During this past week the Henry Draper Medal of the National Academy of Sciences for distinguished work in astronomical physics was awarded jointly to Riccardo Giovanelli and Martha Haynes. Haynes is the second woman to win the Henry Draper Medal. The first was Annie Jump Cannon, in 1933.
Martha Haynes is a specialist in radio astronomy, galaxy evolution, and the large-scale structure of the universe. With Giovanelli, she discovered the largest known structure in the universe, a string of galaxies more than 700 million light-years long and lying some 200 million light-years from the sun.
Like Annie Jump Cannon, Haynes is a graduate of Wellesley College, class of 1973, and therein hangs a tale.
In a telephone interview, Martha Haynes described how she came to astronomy. She was an “outdoorsy” child with an interest in nature. In the 7th grade she had a lucrative job as a babysitter. Her financially strapped brother, who was in college, wanted a telescope and talked Martha into buying one for herself. It came addressed to him. “I was insulted,” said Haynes.
Observatory in the attic
The brother ended up in business; the sister decided on a career in astronomy. At Newton High School she was often the only female in physics classes, and took a lot of teasing about “being in the wrong place.” She chose Wellesley because it was a woman’s college.
At Wellesley, Haynes found a role model in Annie Jump Cannon. In dress-up skits at the college, she always played Cannon. And she learned an important lesson from her distinguished predecessor — “the determination not to be deterred.”
Undeterable Annie Cannon made remarkable contributions to astronomy at a time when women were generally thought incapable of serious scientific work. Her love affair with the stars began with a makeshift observatory in the attic of her family’s home in Delaware. After study at Wellesley and Radcliffe, in 1897 she joined the staff of the Harvard College Observatory as a protege of director Edward Pickering.
But not, of course, as an astronomer with academic rank. Cannon was one of “Pickering’s harem,” a group of women who received 25 to 35 cents an hour to analyze and catalogue the voluminous stellar data accumulated by male astronomers at telescopes.
Cannon’s immediate predecessor, Antonia Maury, had proven unsatisfactory to Pickering because her “passion for understanding” was thought to impede her efficiency for drudge work.
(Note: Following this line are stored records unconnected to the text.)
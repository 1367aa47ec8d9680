//! The character composition root.
//!
//! Owns one instance of every component and is the only mutation
//! surface: external callers never touch a component directly, so every
//! read-through getter reflects the latest primitive values. After each
//! mutating entry point the owned pipeline re-runs the dependent stages
//! in topological order; resource-only changes take the cheaper
//! effective-PL path.

use crate::attributes::{Alignment, Attributes, Race};
use crate::base_stats::{BaseStats, StatSnapshot};
use crate::combat::{CombatStats, CritTier, CritTierTable};
use crate::config::CharacterConfig;
use crate::derived::{DerivedSnapshot, DerivedStats};
use crate::error::BuildError;
use crate::event::{EventSink, NullSink, StatEvent};
use crate::pipeline::{RecomputePipeline, Stage};
use crate::resistances::{DamageKind, ResistanceSnapshot, Resistances};
use crate::resources::Resources;
use crate::stat_key::StatKey;
use rand::Rng;
use std::collections::HashMap;

/// A fully wired character.
///
/// # Examples
///
/// ```rust
/// use aurastat::{Character, CharacterConfig, DamageKind, StatKey};
///
/// let mut character = Character::new(CharacterConfig::default()).unwrap();
/// assert_eq!(character.level(), 1);
/// assert_eq!(character.health(), character.max_health());
///
/// character.grant_xp(100.0);
/// assert_eq!(character.level(), 2);
/// assert!(character.allocate_stat_point(StatKey::Vitality));
///
/// let mitigated = character.apply_damage(50.0, DamageKind::Physical);
/// assert!(mitigated > 0.0);
/// ```
pub struct Character {
    name: String,
    defeated: bool,
    stats: BaseStats,
    attributes: Attributes,
    resources: Resources,
    derived: DerivedStats,
    combat: CombatStats,
    resistances: Resistances,
    pipeline: RecomputePipeline,
    sink: Box<dyn EventSink>,
}

impl Character {
    /// Build a character from a validated configuration.
    ///
    /// Fails without side effects on an invalid configuration; a
    /// `Character` that constructs is fully usable.
    pub fn new(config: CharacterConfig) -> Result<Self, BuildError> {
        Self::with_sink(config, Box::new(NullSink))
    }

    /// Build a character with an injected event sink.
    pub fn with_sink(
        config: CharacterConfig,
        sink: Box<dyn EventSink>,
    ) -> Result<Self, BuildError> {
        config.validate()?;
        let pipeline = RecomputePipeline::new()?;

        let stats = BaseStats::new(&config.stats);
        let attributes = Attributes::new(&config.progression);
        let resources = Resources::new(&stats, &attributes);
        let combat = CombatStats::new(&stats);
        let resistances = Resistances::new(&stats);

        let mut character = Self {
            name: config.name,
            defeated: false,
            stats,
            attributes,
            resources,
            derived: DerivedStats::default(),
            combat,
            resistances,
            pipeline,
            sink,
        };
        character.recompute_all();
        Ok(character)
    }

    /// Run every dependent stage in pipeline order.
    fn recompute_all(&mut self) {
        for i in 0..self.pipeline.order().len() {
            let stage = self.pipeline.order()[i];
            match stage {
                Stage::Resources => self
                    .resources
                    .recalculate_maximums(&self.stats, &self.attributes),
                Stage::Derived => {
                    self.derived
                        .recompute_full(&self.stats, &self.attributes, &self.resources)
                }
                Stage::Combat => self.combat.recompute(&self.stats),
                Stage::Resistances => self.resistances.recompute(&self.stats),
            }
        }
    }

    /// Cheap path after resource-only changes: maxima, base PL, combat,
    /// and resistances cannot have moved, only effective PL can.
    fn recompute_after_resource_change(&mut self) {
        self.derived.recompute_effective(&self.resources);
    }

    // ---- progression -----------------------------------------------------

    /// Grant experience; returns the number of level-ups fired.
    ///
    /// A single large grant can cascade through several levels; each one
    /// emits its own `LevelUp` event.
    pub fn grant_xp(&mut self, amount: f64) -> u32 {
        let level_ups = self.attributes.grant_xp(amount);
        if level_ups > 0 {
            let final_level = self.attributes.level();
            for new_level in (final_level - level_ups + 1)..=final_level {
                self.sink.emit(StatEvent::LevelUp { new_level });
            }
            self.recompute_all();
        }
        level_ups
    }

    /// Spend one unallocated stat point on a base stat.
    pub fn allocate_stat_point(&mut self, key: StatKey) -> bool {
        if !self.attributes.allocate_stat_point(key, &mut self.stats) {
            return false;
        }
        self.sink.emit(StatEvent::StatAllocated {
            key,
            new_value: self.stats.get(key),
        });
        self.recompute_all();
        true
    }

    /// Spend one skill point on a skill.
    ///
    /// The skill effect lives outside the core; only the pool and the
    /// event are handled here.
    pub fn spend_skill_point(&mut self, skill_id: &str) -> bool {
        if !self.attributes.spend_skill_point() {
            return false;
        }
        self.sink.emit(StatEvent::SkillPointSpent {
            skill_id: skill_id.to_string(),
        });
        true
    }

    /// Raise potential, clamped to the cap.
    pub fn increase_potential(&mut self, amount: f64) {
        self.attributes.increase_potential(amount);
        self.recompute_all();
    }

    /// Overwrite base stats from an external map, skipping invalid
    /// entries, then refresh everything.
    pub fn set_base_stats(&mut self, entries: &HashMap<String, f64>) {
        self.stats.set_all(entries);
        self.recompute_all();
    }

    // ---- combat ----------------------------------------------------------

    /// Apply incoming damage of a kind, mitigated by the matching
    /// resistance. Returns the mitigated amount actually forwarded
    /// (0.0 for a rejected non-positive input).
    pub fn apply_damage(&mut self, amount: f64, kind: DamageKind) -> f64 {
        if !amount.is_finite() || amount <= 0.0 {
            log::warn!("apply_damage rejected non-positive amount {amount}");
            return 0.0;
        }
        let resistance = self.resistances.by_kind(kind);
        let mitigated = (amount * (1.0 - resistance)).round().max(0.0);
        if mitigated > 0.0 {
            self.resources.take_damage(mitigated);
            self.recompute_after_resource_change();
        }
        self.sink.emit(StatEvent::DamageApplied {
            raw: amount,
            mitigated,
            remaining_health: self.resources.health(),
        });
        if self.resources.health() <= 0.0 && !self.defeated {
            self.defeated = true;
            self.sink.emit(StatEvent::Defeated);
        }
        mitigated
    }

    /// Resolve the critical tier for one outgoing attack.
    pub fn resolve_critical_tier<R: Rng>(&self, rng: &mut R) -> CritTier {
        self.combat.resolve_critical_tier(rng)
    }

    // ---- resources -------------------------------------------------------

    /// Restore health up to the maximum.
    pub fn restore_health(&mut self, amount: f64) -> bool {
        self.resource_mutation(|resources| resources.restore_health(amount))
    }

    /// Spend ki; fails whole on insufficient funds.
    pub fn use_ki(&mut self, amount: f64) -> bool {
        self.resource_mutation(|resources| resources.use_ki(amount))
    }

    /// Restore ki up to the maximum.
    pub fn restore_ki(&mut self, amount: f64) -> bool {
        self.resource_mutation(|resources| resources.restore_ki(amount))
    }

    /// Spend stamina (adding fatigue); fails whole on insufficient funds.
    pub fn use_stamina(&mut self, amount: f64) -> bool {
        self.resource_mutation(|resources| resources.use_stamina(amount))
    }

    /// Recover stamina up to the maximum.
    pub fn recover_stamina(&mut self, amount: f64) -> bool {
        self.resource_mutation(|resources| resources.recover_stamina(amount))
    }

    /// Add fatigue, clamped to 100.
    pub fn add_fatigue(&mut self, amount: f64) -> bool {
        self.resource_mutation(|resources| resources.add_fatigue(amount))
    }

    /// Reduce fatigue, clamped to 0.
    pub fn reduce_fatigue(&mut self, amount: f64) -> bool {
        self.resource_mutation(|resources| resources.reduce_fatigue(amount))
    }

    fn resource_mutation(&mut self, f: impl FnOnce(&mut Resources) -> bool) -> bool {
        if !f(&mut self.resources) {
            return false;
        }
        self.recompute_after_resource_change();
        true
    }

    // ---- read-only surface ----------------------------------------------

    pub fn name(&self) -> &str {
        &self.name
    }

    pub fn is_defeated(&self) -> bool {
        self.defeated
    }

    pub fn base_stat(&self, key: StatKey) -> f64 {
        self.stats.get(key)
    }

    pub fn stat_snapshot(&self) -> StatSnapshot {
        self.stats.snapshot()
    }

    pub fn level(&self) -> u32 {
        self.attributes.level()
    }

    pub fn current_xp(&self) -> f64 {
        self.attributes.current_xp()
    }

    pub fn xp_to_next_level(&self) -> f64 {
        self.attributes.xp_to_next_level()
    }

    pub fn race(&self) -> Race {
        self.attributes.race()
    }

    pub fn alignment(&self) -> Alignment {
        self.attributes.alignment()
    }

    pub fn potential(&self) -> f64 {
        self.attributes.potential()
    }

    pub fn unallocated_stat_points(&self) -> u32 {
        self.attributes.unallocated_stat_points()
    }

    pub fn skill_points(&self) -> u32 {
        self.attributes.skill_points()
    }

    pub fn health(&self) -> f64 {
        self.resources.health()
    }

    pub fn max_health(&self) -> f64 {
        self.resources.max_health()
    }

    pub fn ki(&self) -> f64 {
        self.resources.ki()
    }

    pub fn max_ki(&self) -> f64 {
        self.resources.max_ki()
    }

    pub fn stamina(&self) -> f64 {
        self.resources.stamina()
    }

    pub fn max_stamina(&self) -> f64 {
        self.resources.max_stamina()
    }

    pub fn fatigue(&self) -> f64 {
        self.resources.fatigue()
    }

    pub fn base_pl(&self) -> f64 {
        self.derived.base_pl()
    }

    pub fn effective_pl(&self) -> f64 {
        self.derived.effective_pl()
    }

    pub fn movement_range(&self) -> f64 {
        self.derived.movement_range()
    }

    pub fn turn_order(&self) -> f64 {
        self.derived.turn_order()
    }

    pub fn derived_snapshot(&self) -> DerivedSnapshot {
        self.derived.snapshot()
    }

    pub fn accuracy(&self) -> f64 {
        self.combat.accuracy()
    }

    pub fn evasion(&self) -> f64 {
        self.combat.evasion()
    }

    pub fn crit_chance(&self) -> f64 {
        self.combat.crit_chance()
    }

    pub fn effective_crit_chance(&self) -> f64 {
        self.combat.effective_crit_chance()
    }

    pub fn knockback(&self) -> f64 {
        self.combat.knockback()
    }

    pub fn pursuit(&self) -> f64 {
        self.combat.pursuit()
    }

    pub fn crit_tiers(&self) -> &CritTierTable {
        self.combat.tiers()
    }

    pub fn can_reach_tier(&self, tier: CritTier) -> bool {
        self.combat.can_reach_tier(tier)
    }

    pub fn resistance(&self, kind: DamageKind) -> f64 {
        self.resistances.by_kind(kind)
    }

    pub fn resistance_snapshot(&self) -> ResistanceSnapshot {
        self.resistances.snapshot()
    }
}

impl std::fmt::Debug for Character {
    fn fmt(&self, f: &mut std::fmt::Formatter<'_>) -> std::fmt::Result {
        f.debug_struct("Character")
            .field("name", &self.name)
            .field("level", &self.attributes.level())
            .field("defeated", &self.defeated)
            .field("base_pl", &self.derived.base_pl())
            .field("effective_pl", &self.derived.effective_pl())
            .finish()
    }
}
Annie Cannon was less offensive to Pickering, but no less talented. Both women made important contributions to the understanding of stellar spectra (the colors in starlight).
Important contributions
In the early decades of the 20th century, Annie Cannon personally classified the spectra of more than 300,000 stars. Every astronomy student today learns by rote the OBAFGKM classification scheme of stellar spectra that Cannon invented (“Oh, be a fine girl, kiss me,” is the mnemonic used by generations of mostly male students to remember the sequence of letters). Her work is a pillar upon which rests our knowledge of stars.
Cannon was made an honorary member of the Royal Astronomical Society in 1914, the first woman admitted to that body, and received honorary degrees from institutions here and abroad. But it was not until 1938, when Annie Cannon was 74, that Harvard University granted her academic status by naming her professor of astronomy.
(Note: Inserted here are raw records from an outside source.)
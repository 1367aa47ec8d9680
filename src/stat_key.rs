//! Stat key module.
//!
//! Provides the `StatKey` type, a closed enumeration of the nine
//! allocatable base stats. All internal lookups use the enum directly;
//! string parsing happens only at the system boundary (config maps,
//! external callers) via `FromStr`.

use serde::{Deserialize, Serialize};
use std::str::FromStr;

/// One of the nine allocatable base stats.
///
/// Every derived formula in the engine reads from these keys. The set is
/// closed: unrecognized external names are rejected at parse time instead
/// of falling through a default arm deep inside a formula.
///
/// # Examples
///
/// ```rust
/// use aurastat::StatKey;
///
/// let tec: StatKey = "TEC".parse().unwrap();
/// assert_eq!(tec, StatKey::Technique);
/// assert_eq!(tec.as_str(), "TEC");
///
/// // Unknown names fail at the boundary
/// assert!("LUCK".parse::<StatKey>().is_err());
/// ```
#[derive(Debug, Clone, Copy, Hash, PartialEq, Eq, PartialOrd, Ord, Serialize, Deserialize)]
pub enum StatKey {
    /// Base hit points (feeds max health).
    #[serde(rename = "HP")]
    HitPoints,
    /// Base ki reserve (feeds max ki).
    #[serde(rename = "KI")]
    Ki,
    /// Base stamina reserve (feeds max stamina).
    #[serde(rename = "STA")]
    Stamina,
    /// Strength: physical power, crit damage, knockback.
    #[serde(rename = "STR")]
    Strength,
    /// Vitality: max health, physical/status resistance.
    #[serde(rename = "VIT")]
    Vitality,
    /// Technique: accuracy, crit chance, energy crit damage.
    #[serde(rename = "TEC")]
    Technique,
    /// Wisdom: max ki, status resistance.
    #[serde(rename = "WIS")]
    Wisdom,
    /// Aura: max ki, evasion, energy resistance.
    #[serde(rename = "AURA")]
    Aura,
    /// Agility: evasion, movement, turn order, pursuit.
    #[serde(rename = "AGI")]
    Agility,
}

impl StatKey {
    /// All nine stat keys, in canonical order.
    ///
    /// # Examples
    ///
    /// ```rust
    /// use aurastat::StatKey;
    ///
    /// assert_eq!(StatKey::ALL.len(), 9);
    /// assert_eq!(StatKey::ALL[0], StatKey::HitPoints);
    /// ```
    pub const ALL: [StatKey; 9] = [
        StatKey::HitPoints,
        StatKey::Ki,
        StatKey::Stamina,
        StatKey::Strength,
        StatKey::Vitality,
        StatKey::Technique,
        StatKey::Wisdom,
        StatKey::Aura,
        StatKey::Agility,
    ];

    /// Number of stat keys.
    pub const COUNT: usize = 9;

    /// Get the short identifier used in external maps and logs.
    pub fn as_str(self) -> &'static str {
        match self {
            StatKey::HitPoints => "HP",
            StatKey::Ki => "KI",
            StatKey::Stamina => "STA",
            StatKey::Strength => "STR",
            StatKey::Vitality => "VIT",
            StatKey::Technique => "TEC",
            StatKey::Wisdom => "WIS",
            StatKey::Aura => "AURA",
            StatKey::Agility => "AGI",
        }
    }

    /// Dense index for array-backed storage.
    pub(crate) fn index(self) -> usize {
        match self {
            StatKey::HitPoints => 0,
            StatKey::Ki => 1,
            StatKey::Stamina => 2,
            StatKey::Strength => 3,
            StatKey::Vitality => 4,
            StatKey::Technique => 5,
            StatKey::Wisdom => 6,
            StatKey::Aura => 7,
            StatKey::Agility => 8,
        }
    }
}

impl FromStr for StatKey {
    type Err = String;

    /// Parse a stat key from its short identifier (case-insensitive).
    fn from_str(s: &str) -> Result<Self, Self::Err> {
        match s.to_ascii_uppercase().as_str() {
            "HP" => Ok(StatKey::HitPoints),
            "KI" => Ok(StatKey::Ki),
            "STA" => Ok(StatKey::Stamina),
            "STR" => Ok(StatKey::Strength),
            "VIT" => Ok(StatKey::Vitality),
            "TEC" => Ok(StatKey::Technique),
            "WIS" => Ok(StatKey::Wisdom),
            "AURA" => Ok(StatKey::Aura),
            "AGI" => Ok(StatKey::Agility),
            other => Err(format!("unrecognized stat key: {other}")),
        }
    }
}

impl std::fmt::Display for StatKey {
    fn fmt(&self, f: &mut std::fmt::Formatter<'_>) -> std::fmt::Result {
        write!(f, "{}", self.as_str())
    }
}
By contrast, Martha Haynes is Associate Professor of Astronomy at Cornell at an age when such distinctions can be thought to matter. For her research she has access to the National Radio Observatory’s telescope at Arecibo, Puerto Rico, the largest in the world.
And if Matthew Arnold could see the science facilities at Wellesley College today, he would undoubtedly be astonished. The “young ladies” of Wellesley have become “women,” and their chances of doing top-notch science are much improved.
Still, Haynes was the only woman of about 30 persons in her graduate class in astronomy at Indiana University, and she is very much aware of the problems working in a male-dominated field “when you’re not one of the guys.”
“Things have changed,” says Martha Haynes, thinking back to the time of Annie Jump Cannon. Then adds: “But they are not perfect.”